E sono incostituzionali anche gli articoli 5 e 6, non del tutto ma in buona parte. In particolare, in tutte le frasi che fissano dei termini di tempo stringenti per verificare i requisiti per l'accesso al suicidio assistito e stabilire le modalità di attuazione. Infatti, la Corte ritiene che, sulla base delle leggi in vigore oggi, si debba consentire il tempo per "tutti quegli approfondimenti clinici e diagnostici" che sono ritenuti necessari.
Insomma, fissare dei tempi più certi e rapidi, come spesso chiedono i pazienti, non è possibile senza l'intervento dello Stato. Illegittimo, più o meno per lo stesso motivo, anche l'articolo 7 nella parte che obbligava le Asl ad "assicurare entro sette giorni" il "supporto tecnico e farmacologico" e "l’assistenza sanitaria" ai pazienti.

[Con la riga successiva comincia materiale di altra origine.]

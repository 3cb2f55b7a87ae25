//! CLI configuration management.
//!
//! Precedence, lowest first: built-in defaults, the JSON config file,
//! `LUCKY_WHEEL_*` environment variables (a `.env` file is honored), then
//! command-line flags.

use std::path::PathBuf;

use anyhow::{Context, Result};
use directories::ProjectDirs;
use lucky_wheel_core::WheelConfig;
use serde::{Deserialize, Serialize};

/// Overrides the config file location.
pub const CONFIG_ENV: &str = "LUCKY_WHEEL_CONFIG";
/// Overrides the options directory.
pub const DATA_DIR_ENV: &str = "LUCKY_WHEEL_DATA_DIR";

fn project_dirs() -> Option<ProjectDirs> {
    ProjectDirs::from("dev", "lucky-wheel", "lucky-wheel")
}

/// Application-wide configuration.
#[derive(Debug, Clone, Serialize, Deserialize)]
#[serde(default)]
pub struct Config {
    /// Widget tunables shared with the front-end.
    #[serde(flatten)]
    pub wheel: WheelConfig,

    /// Directory holding `options.json`.
    pub data_dir: PathBuf,
}

impl Default for Config {
    fn default() -> Self {
        let data_dir = project_dirs()
            .map(|dirs| dirs.data_dir().to_path_buf())
            .unwrap_or_else(|| std::env::temp_dir().join("lucky-wheel"));

        Self {
            wheel: WheelConfig::default(),
            data_dir,
        }
    }
}

impl Config {
    /// Load configuration from the config file and environment variables.
    pub fn load() -> Result<Self> {
        // Load .env file if present (silently ignore if missing)
        let _ = dotenvy::dotenv();

        let mut config = match Self::config_file_path() {
            Some(path) if path.exists() => {
                let contents = std::fs::read_to_string(&path)
                    .with_context(|| format!("Failed to read config from {}", path.display()))?;
                serde_json::from_str(&contents).with_context(|| {
                    format!("Failed to parse config file {}", path.display())
                })?
            }
            _ => Self::default(),
        };

        config.apply_env(|key| std::env::var(key).ok())?;
        Ok(config)
    }

    /// Apply `LUCKY_WHEEL_*` overrides read through `var`.
    fn apply_env(&mut self, var: impl Fn(&str) -> Option<String>) -> Result<()> {
        if let Some(dir) = var(DATA_DIR_ENV) {
            self.data_dir = PathBuf::from(dir);
        }
        if let Some(locale) = var("LUCKY_WHEEL_LOCALE") {
            self.wheel.locale = locale;
        }
        if let Some(user_agent) = var("LUCKY_WHEEL_USER_AGENT") {
            self.wheel.user_agent = Some(user_agent);
        }
        if let Some(turns) = var("LUCKY_WHEEL_EXTRA_ROTATIONS") {
            self.wheel.extra_rotations = turns
                .parse()
                .with_context(|| format!("Invalid LUCKY_WHEEL_EXTRA_ROTATIONS: {}", turns))?;
        }
        if let Some(ms) = var("LUCKY_WHEEL_SPIN_DURATION_MS") {
            self.wheel.spin_duration_ms = ms
                .parse()
                .with_context(|| format!("Invalid LUCKY_WHEEL_SPIN_DURATION_MS: {}", ms))?;
        }
        Ok(())
    }

    /// Save current configuration to the config file.
    pub fn save(&self) -> Result<()> {
        if let Some(config_path) = Self::config_file_path() {
            if let Some(parent) = config_path.parent() {
                std::fs::create_dir_all(parent).with_context(|| {
                    format!("Failed to create config directory: {}", parent.display())
                })?;
            }
            let contents = serde_json::to_string_pretty(self)?;
            std::fs::write(&config_path, contents)
                .with_context(|| format!("Failed to write config to {}", config_path.display()))?;
        }
        Ok(())
    }

    /// Get the path to the config file.
    pub fn config_file_path() -> Option<PathBuf> {
        if let Ok(path) = std::env::var(CONFIG_ENV) {
            return Some(PathBuf::from(path));
        }
        project_dirs().map(|dirs| dirs.config_dir().join("config.json"))
    }
}

#[cfg(test)]
mod tests {
    use std::collections::HashMap;

    use super::*;

    fn env(pairs: &[(&str, &str)]) -> impl Fn(&str) -> Option<String> {
        let map: HashMap<String, String> = pairs
            .iter()
            .map(|(k, v)| (k.to_string(), v.to_string()))
            .collect();
        move |key| map.get(key).cloned()
    }

    #[test]
    fn test_env_overrides() {
        let mut config = Config::default();
        config
            .apply_env(env(&[
                (DATA_DIR_ENV, "/tmp/wheel"),
                ("LUCKY_WHEEL_USER_AGENT", "MicroMessenger"),
                ("LUCKY_WHEEL_SPIN_DURATION_MS", "1200"),
            ]))
            .unwrap();

        assert_eq!(config.data_dir, PathBuf::from("/tmp/wheel"));
        assert_eq!(config.wheel.user_agent.as_deref(), Some("MicroMessenger"));
        assert_eq!(config.wheel.spin_duration_ms, 1200);
        assert_eq!(config.wheel.extra_rotations, 5);
    }

    #[test]
    fn test_invalid_number_is_an_error() {
        let mut config = Config::default();
        let err = config
            .apply_env(env(&[("LUCKY_WHEEL_EXTRA_ROTATIONS", "many")]))
            .unwrap_err();
        assert!(err.to_string().contains("LUCKY_WHEEL_EXTRA_ROTATIONS"));
    }

    #[test]
    fn test_partial_file_keeps_defaults() {
        let config: Config =
            serde_json::from_str(r#"{"data_dir": "/srv/wheel", "locale": "zh-TW"}"#).unwrap();
        assert_eq!(config.data_dir, PathBuf::from("/srv/wheel"));
        assert_eq!(config.wheel.locale, "zh-TW");
        assert_eq!(config.wheel.storage_key, "wheelOptions");
        assert_eq!(config.wheel.long_press_ms, 1500);
    }

    #[test]
    fn test_round_trips_through_json() {
        let config = Config::default();
        let json = serde_json::to_string(&config).unwrap();
        let back: Config = serde_json::from_str(&json).unwrap();
        assert_eq!(back.wheel, config.wheel);
        assert_eq!(back.data_dir, config.data_dir);
    }
}
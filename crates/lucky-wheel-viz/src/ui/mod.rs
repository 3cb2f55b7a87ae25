//! Overlay rendering helpers.

mod overlays;

pub use overlays::{draw_press_progress, draw_result_highlight};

In ogni caso, come detto, la Corte ha chiarito che le Regioni possono approvare delle leggi per disciplinare l'accesso al fine vita. E possono farlo anche se lo Stato non ha ancora varato una norma nazionale. A patto di rispettare certi paletti, quindi, potrebbe esserci il via libera per le amministrazioni regionali che vogliono prendere in mano la questione.